# Runge-Kutta Integration

1. Jan 2, 2007

### scorp007

Hi,

Could someone please show me how to solve the following simple problem using the Runge-Kutta (RK4) integration method?

A car at t=0 has acceleration 10m/s/s, velocity 0m/s.
How far would the car travel in 10 seconds?

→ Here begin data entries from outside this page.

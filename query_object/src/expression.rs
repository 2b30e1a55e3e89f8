//! Predicate expressions
//!
//! This module provides the WHERE/HAVING predicate model.

use serde_json::Value;

/// Comparison operators usable in predicates
#[derive(Debug, Clone, PartialEq)]
pub enum SqlOperator {
    Eq,        // =
    Ne,        // !=
    Gt,        // >
    Gte,       // >=
    Lt,        // <
    Lte,       // <=
    Like,      // LIKE
    ILike,     // ILIKE (case insensitive)
    In,        // IN
    NotIn,     // NOT IN
    IsNull,    // IS NULL
    IsNotNull, // IS NOT NULL
}

/// Single comparison against a column
#[derive(Debug, Clone, PartialEq)]
pub struct SqlCondition {
    pub column: String,
    pub operator: SqlOperator,
    pub value: Option<Value>, // None for IS NULL/IS NOT NULL
}

/// Logical operators for combining predicates
#[derive(Debug, Clone, PartialEq)]
pub enum LogicalOperator {
    And,
    Or,
}

/// Predicate tree rendered into WHERE/HAVING clauses
#[derive(Debug, Clone, PartialEq)]
pub enum SqlPredicate {
    Condition(SqlCondition),
    Group {
        operator: LogicalOperator,
        predicates: Vec<SqlPredicate>,
    },
}

impl SqlPredicate {
    /// Create a simple condition
    pub fn condition(column: &str, operator: SqlOperator, value: Option<Value>) -> Self {
        Self::Condition(SqlCondition {
            column: column.to_string(),
            operator,
            value,
        })
    }

    /// Create AND group
    pub fn and(predicates: Vec<SqlPredicate>) -> Self {
        Self::Group {
            operator: LogicalOperator::And,
            predicates,
        }
    }

    /// Create OR group
    pub fn or(predicates: Vec<SqlPredicate>) -> Self {
        Self::Group {
            operator: LogicalOperator::Or,
            predicates,
        }
    }

    /// Equal condition
    pub fn eq(column: &str, value: Value) -> Self {
        Self::condition(column, SqlOperator::Eq, Some(value))
    }

    /// Not equal condition
    pub fn ne(column: &str, value: Value) -> Self {
        Self::condition(column, SqlOperator::Ne, Some(value))
    }

    /// Greater than condition
    pub fn gt(column: &str, value: Value) -> Self {
        Self::condition(column, SqlOperator::Gt, Some(value))
    }

    /// Greater than or equal condition
    pub fn gte(column: &str, value: Value) -> Self {
        Self::condition(column, SqlOperator::Gte, Some(value))
    }

    /// Less than condition
    pub fn lt(column: &str, value: Value) -> Self {
        Self::condition(column, SqlOperator::Lt, Some(value))
    }

    /// Less than or equal condition
    pub fn lte(column: &str, value: Value) -> Self {
        Self::condition(column, SqlOperator::Lte, Some(value))
    }

    /// LIKE condition
    pub fn like(column: &str, pattern: &str) -> Self {
        Self::condition(
            column,
            SqlOperator::Like,
            Some(Value::String(pattern.to_string())),
        )
    }

    /// ILIKE condition (case insensitive)
    pub fn ilike(column: &str, pattern: &str) -> Self {
        Self::condition(
            column,
            SqlOperator::ILike,
            Some(Value::String(pattern.to_string())),
        )
    }

    /// IN condition
    pub fn in_values(column: &str, values: Vec<Value>) -> Self {
        Self::condition(column, SqlOperator::In, Some(Value::Array(values)))
    }

    /// NOT IN condition
    pub fn not_in_values(column: &str, values: Vec<Value>) -> Self {
        Self::condition(column, SqlOperator::NotIn, Some(Value::Array(values)))
    }

    /// IS NULL condition
    pub fn is_null(column: &str) -> Self {
        Self::condition(column, SqlOperator::IsNull, None)
    }

    /// IS NOT NULL condition
    pub fn is_not_null(column: &str) -> Self {
        Self::condition(column, SqlOperator::IsNotNull, None)
    }
}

I know this can be solved using the equations of motion (giving an answer of 500m) but I'm trying to understand how to apply Runge-Kutta to this problem.

2. Jan 3, 2007

### Integral

Staff Emeritus
First you need to express your problem as a differential equation.

$$\ddot {x} = c$$

I think that you will find that this is a trivial system and not a good example of how to apply RK.

3. Jan 3, 2007

### scorp007

I understand the problem is a trivial one, especially to integrate the acceleration to find velocity, but would you mind showing me how to apply the RK4 technique to this simple problem so I can understand it better?

4. Jan 3, 2007

### D H

Staff Emeritus
What have you done before asking us here for help? I googled "Runge Kutta" and got 1,040,000 hits. The first two at http://mathworld.wolfram.com/Runge-KuttaMethod.html" [Broken] are both well-written.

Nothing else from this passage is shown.